- Task statement
Going line by line through the entries, count those containing "IndexBuilderBuilder" and state only the result.

(Source records)
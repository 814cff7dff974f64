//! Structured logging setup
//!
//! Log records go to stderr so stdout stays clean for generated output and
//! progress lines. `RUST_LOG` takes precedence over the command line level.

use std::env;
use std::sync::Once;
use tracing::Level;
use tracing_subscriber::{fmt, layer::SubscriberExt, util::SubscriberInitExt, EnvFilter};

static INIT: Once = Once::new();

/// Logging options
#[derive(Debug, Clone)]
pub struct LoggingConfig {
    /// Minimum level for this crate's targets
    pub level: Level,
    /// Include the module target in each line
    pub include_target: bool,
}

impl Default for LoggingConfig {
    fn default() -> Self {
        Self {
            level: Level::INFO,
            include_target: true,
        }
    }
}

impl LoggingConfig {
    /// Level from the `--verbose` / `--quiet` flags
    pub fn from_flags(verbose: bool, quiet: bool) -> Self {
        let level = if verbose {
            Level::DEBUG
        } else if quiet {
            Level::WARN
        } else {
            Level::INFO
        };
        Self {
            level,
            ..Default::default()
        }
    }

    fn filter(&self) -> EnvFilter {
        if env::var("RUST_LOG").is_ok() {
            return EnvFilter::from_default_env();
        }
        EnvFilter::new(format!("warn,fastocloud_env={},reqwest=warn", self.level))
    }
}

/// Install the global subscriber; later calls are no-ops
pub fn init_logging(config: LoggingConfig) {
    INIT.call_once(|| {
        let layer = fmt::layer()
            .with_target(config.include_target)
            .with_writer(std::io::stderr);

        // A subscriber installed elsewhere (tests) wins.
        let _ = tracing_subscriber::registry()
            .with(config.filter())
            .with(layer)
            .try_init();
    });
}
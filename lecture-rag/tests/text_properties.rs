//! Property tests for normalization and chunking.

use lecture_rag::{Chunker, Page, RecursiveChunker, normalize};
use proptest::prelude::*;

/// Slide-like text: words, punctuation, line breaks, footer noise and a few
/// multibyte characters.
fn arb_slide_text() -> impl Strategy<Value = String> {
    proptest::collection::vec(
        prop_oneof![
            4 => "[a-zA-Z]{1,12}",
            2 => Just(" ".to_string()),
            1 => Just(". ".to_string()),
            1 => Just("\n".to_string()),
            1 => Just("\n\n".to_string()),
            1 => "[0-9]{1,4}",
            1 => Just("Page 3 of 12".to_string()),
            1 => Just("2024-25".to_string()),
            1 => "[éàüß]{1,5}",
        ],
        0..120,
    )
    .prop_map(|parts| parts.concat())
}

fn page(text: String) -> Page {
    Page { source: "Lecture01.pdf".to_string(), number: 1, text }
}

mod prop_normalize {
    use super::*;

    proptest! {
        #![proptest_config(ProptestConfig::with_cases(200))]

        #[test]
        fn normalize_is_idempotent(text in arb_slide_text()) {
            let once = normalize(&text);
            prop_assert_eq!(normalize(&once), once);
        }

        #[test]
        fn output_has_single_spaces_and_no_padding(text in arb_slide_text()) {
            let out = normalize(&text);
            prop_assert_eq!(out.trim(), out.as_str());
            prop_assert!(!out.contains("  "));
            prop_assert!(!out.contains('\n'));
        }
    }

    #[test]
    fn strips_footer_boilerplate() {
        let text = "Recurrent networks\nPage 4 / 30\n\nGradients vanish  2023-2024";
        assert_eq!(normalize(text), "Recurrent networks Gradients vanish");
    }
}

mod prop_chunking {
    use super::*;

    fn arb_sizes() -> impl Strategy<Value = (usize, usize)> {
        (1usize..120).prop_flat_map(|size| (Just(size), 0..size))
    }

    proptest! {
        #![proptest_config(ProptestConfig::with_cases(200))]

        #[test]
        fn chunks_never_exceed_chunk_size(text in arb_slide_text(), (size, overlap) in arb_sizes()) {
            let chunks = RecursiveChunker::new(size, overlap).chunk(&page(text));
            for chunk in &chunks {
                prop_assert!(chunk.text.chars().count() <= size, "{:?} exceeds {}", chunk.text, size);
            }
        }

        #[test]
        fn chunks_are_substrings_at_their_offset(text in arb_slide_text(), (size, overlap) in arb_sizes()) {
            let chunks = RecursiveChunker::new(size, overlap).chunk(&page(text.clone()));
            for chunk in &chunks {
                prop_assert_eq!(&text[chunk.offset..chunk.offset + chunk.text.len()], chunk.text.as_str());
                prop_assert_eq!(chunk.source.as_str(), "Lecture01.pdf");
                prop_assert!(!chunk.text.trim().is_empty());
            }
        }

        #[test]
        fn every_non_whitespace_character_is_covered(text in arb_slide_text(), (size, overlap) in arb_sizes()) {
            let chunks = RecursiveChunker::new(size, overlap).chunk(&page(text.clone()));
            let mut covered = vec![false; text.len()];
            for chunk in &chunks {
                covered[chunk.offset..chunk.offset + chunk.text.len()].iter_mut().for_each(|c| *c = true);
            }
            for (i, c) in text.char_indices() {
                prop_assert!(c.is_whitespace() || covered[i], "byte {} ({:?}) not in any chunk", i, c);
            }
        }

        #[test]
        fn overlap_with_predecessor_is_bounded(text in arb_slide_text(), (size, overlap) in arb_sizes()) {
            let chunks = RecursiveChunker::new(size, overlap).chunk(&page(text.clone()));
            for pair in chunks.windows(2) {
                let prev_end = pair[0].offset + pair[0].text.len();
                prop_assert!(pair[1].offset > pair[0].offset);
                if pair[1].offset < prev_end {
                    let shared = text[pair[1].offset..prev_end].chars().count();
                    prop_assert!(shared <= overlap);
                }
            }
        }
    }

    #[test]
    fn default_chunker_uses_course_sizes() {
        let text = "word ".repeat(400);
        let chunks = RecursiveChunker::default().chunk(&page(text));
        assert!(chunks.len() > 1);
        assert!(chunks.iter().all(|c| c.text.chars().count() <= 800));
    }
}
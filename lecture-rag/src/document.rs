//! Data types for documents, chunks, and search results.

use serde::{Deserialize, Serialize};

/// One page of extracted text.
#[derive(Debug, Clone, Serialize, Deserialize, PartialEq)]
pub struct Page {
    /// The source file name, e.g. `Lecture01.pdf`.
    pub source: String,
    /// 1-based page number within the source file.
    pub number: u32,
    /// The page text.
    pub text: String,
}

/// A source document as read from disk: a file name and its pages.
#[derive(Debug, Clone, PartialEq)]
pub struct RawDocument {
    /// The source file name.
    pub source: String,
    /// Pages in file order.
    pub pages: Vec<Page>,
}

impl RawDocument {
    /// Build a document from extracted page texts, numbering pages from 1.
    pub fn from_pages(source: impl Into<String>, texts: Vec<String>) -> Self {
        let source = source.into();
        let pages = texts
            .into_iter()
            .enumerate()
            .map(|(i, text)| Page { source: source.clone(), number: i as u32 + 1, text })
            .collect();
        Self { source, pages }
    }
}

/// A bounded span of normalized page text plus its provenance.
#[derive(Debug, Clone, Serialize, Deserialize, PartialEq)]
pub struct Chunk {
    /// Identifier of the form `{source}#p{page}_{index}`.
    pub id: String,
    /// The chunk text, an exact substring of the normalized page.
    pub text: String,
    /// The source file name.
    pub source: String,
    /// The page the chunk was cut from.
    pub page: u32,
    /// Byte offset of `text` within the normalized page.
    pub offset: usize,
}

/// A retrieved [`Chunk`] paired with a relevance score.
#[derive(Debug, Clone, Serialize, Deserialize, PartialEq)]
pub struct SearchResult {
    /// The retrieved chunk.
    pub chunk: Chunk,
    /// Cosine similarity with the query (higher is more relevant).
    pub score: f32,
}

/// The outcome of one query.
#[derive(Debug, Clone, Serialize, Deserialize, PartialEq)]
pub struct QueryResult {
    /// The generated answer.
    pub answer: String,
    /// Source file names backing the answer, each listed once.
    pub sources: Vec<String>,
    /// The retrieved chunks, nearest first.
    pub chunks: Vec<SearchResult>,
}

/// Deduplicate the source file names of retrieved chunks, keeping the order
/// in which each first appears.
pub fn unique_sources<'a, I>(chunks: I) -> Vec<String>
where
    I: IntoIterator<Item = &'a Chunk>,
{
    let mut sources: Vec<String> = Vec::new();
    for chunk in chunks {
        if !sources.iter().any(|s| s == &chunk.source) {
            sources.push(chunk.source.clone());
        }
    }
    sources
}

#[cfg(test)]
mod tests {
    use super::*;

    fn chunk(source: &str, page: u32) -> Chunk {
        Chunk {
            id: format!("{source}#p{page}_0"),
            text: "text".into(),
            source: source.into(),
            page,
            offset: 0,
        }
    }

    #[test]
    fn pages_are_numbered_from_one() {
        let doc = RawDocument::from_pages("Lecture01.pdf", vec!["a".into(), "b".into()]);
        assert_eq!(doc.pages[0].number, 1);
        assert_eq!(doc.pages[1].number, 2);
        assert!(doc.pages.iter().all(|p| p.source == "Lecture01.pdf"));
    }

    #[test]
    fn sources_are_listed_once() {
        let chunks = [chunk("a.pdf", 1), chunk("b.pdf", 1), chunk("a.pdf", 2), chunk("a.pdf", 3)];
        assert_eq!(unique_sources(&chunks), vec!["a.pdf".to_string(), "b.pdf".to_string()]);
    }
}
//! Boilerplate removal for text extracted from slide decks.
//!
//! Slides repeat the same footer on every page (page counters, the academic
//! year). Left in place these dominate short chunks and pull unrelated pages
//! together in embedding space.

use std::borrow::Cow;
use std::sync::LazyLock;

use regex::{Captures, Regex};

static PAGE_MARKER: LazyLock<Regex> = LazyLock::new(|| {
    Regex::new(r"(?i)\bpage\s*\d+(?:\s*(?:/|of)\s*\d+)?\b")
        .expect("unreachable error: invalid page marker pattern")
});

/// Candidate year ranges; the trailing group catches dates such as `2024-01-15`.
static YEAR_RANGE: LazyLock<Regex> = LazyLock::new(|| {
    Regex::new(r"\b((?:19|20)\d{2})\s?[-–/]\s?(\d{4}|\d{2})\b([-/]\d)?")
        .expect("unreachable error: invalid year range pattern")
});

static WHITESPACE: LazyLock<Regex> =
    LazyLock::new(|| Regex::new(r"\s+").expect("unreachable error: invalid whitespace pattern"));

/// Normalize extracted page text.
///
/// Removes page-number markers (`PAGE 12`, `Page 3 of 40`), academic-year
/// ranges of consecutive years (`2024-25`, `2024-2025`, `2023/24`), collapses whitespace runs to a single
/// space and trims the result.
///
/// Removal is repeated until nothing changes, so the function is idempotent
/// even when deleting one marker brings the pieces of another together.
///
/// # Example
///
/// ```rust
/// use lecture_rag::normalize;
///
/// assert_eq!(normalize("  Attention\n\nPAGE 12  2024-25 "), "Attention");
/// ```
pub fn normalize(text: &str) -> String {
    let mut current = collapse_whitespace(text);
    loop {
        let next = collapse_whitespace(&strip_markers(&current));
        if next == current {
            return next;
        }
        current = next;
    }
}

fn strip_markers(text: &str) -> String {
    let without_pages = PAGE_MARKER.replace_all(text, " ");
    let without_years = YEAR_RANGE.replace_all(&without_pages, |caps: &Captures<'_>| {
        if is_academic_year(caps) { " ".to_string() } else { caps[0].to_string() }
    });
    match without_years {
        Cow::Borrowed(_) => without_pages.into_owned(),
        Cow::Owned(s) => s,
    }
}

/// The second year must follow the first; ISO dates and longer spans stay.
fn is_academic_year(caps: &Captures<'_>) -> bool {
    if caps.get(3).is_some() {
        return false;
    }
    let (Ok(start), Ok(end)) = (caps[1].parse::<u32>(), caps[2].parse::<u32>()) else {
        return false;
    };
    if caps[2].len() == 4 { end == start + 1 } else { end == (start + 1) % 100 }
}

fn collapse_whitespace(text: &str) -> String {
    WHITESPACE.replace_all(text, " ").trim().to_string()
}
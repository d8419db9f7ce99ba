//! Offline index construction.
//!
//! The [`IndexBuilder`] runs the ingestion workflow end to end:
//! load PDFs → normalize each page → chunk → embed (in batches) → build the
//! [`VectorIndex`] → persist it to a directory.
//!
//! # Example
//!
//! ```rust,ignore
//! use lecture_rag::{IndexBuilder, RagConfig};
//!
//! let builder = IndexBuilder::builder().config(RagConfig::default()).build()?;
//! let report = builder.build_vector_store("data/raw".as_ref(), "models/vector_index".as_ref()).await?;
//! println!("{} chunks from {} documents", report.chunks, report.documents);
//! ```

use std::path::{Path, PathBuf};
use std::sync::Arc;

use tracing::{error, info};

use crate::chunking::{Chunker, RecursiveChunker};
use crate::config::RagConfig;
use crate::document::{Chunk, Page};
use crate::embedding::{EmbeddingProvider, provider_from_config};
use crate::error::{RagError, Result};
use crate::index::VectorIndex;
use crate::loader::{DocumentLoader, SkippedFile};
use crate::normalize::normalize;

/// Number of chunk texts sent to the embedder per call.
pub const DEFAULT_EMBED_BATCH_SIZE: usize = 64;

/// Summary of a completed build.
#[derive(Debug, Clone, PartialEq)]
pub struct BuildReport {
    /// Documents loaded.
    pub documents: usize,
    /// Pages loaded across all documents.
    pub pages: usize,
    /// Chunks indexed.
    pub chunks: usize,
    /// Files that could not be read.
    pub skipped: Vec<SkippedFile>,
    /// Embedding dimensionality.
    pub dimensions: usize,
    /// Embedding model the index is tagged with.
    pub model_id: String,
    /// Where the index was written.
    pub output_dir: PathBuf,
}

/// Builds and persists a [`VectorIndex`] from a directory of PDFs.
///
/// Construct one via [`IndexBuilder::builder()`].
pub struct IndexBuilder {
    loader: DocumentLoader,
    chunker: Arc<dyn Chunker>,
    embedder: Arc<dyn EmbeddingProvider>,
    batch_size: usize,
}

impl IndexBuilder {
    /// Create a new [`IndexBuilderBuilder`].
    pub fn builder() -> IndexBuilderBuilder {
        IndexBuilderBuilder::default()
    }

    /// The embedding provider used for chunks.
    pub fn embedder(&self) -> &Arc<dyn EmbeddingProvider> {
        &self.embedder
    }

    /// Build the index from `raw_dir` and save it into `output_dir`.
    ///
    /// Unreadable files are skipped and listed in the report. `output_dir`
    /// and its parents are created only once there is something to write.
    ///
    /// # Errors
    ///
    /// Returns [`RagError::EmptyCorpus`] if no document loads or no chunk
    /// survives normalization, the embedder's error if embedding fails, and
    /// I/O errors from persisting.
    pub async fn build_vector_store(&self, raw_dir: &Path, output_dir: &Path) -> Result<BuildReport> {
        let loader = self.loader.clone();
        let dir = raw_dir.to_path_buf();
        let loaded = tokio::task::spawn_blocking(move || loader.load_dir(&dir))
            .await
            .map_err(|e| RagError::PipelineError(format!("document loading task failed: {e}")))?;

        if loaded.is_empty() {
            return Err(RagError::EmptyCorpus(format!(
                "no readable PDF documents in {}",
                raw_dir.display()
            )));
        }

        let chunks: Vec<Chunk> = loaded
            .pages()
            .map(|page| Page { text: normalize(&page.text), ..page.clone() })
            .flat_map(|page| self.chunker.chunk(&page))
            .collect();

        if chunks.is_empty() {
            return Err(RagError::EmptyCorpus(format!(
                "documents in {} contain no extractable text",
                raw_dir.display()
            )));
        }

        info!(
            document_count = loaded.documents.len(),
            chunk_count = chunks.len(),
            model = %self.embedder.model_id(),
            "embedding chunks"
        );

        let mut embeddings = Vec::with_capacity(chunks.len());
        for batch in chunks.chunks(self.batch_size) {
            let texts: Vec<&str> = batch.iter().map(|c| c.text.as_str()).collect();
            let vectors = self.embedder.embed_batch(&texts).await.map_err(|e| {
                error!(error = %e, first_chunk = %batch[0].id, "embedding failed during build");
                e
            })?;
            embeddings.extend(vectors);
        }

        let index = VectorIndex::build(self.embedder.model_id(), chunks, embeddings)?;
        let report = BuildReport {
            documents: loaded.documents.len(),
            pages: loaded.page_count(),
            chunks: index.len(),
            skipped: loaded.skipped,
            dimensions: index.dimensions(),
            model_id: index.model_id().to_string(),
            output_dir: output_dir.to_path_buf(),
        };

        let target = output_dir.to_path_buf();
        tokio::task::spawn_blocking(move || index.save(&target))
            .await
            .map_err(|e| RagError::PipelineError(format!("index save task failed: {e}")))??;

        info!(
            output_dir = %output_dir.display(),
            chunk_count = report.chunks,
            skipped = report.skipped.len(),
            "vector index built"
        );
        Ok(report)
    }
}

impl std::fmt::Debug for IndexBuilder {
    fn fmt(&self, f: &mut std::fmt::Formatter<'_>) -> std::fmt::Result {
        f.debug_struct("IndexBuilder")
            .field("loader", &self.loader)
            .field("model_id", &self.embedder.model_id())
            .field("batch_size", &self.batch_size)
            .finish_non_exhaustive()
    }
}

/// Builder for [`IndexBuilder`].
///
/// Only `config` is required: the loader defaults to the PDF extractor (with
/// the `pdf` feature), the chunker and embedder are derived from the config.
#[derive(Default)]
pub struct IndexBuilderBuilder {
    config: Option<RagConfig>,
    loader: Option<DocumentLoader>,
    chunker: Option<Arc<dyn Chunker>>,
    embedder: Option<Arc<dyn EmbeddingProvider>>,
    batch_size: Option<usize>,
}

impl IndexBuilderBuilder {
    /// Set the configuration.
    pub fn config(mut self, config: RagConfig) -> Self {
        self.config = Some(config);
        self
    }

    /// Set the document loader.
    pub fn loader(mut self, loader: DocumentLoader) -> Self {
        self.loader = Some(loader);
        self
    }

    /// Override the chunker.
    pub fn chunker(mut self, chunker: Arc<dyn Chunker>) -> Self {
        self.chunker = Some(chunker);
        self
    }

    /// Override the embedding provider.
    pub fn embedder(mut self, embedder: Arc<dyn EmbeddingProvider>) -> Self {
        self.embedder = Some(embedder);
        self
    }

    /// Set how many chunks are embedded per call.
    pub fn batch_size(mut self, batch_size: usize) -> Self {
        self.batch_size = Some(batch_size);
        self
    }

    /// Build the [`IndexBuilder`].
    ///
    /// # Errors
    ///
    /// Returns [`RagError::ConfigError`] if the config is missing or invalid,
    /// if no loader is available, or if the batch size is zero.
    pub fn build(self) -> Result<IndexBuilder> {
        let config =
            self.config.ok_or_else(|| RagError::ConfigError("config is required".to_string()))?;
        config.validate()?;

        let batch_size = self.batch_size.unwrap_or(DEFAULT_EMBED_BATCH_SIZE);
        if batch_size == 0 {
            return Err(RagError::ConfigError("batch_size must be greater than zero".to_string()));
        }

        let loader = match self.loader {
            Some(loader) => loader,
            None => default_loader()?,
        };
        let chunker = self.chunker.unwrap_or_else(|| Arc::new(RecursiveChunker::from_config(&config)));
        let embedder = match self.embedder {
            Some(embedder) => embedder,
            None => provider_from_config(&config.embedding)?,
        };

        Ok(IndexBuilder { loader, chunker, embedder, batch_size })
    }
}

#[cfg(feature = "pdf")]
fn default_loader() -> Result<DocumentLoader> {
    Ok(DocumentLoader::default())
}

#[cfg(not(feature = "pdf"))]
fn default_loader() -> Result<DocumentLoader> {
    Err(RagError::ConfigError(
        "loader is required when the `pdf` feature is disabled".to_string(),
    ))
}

- Result of this task
5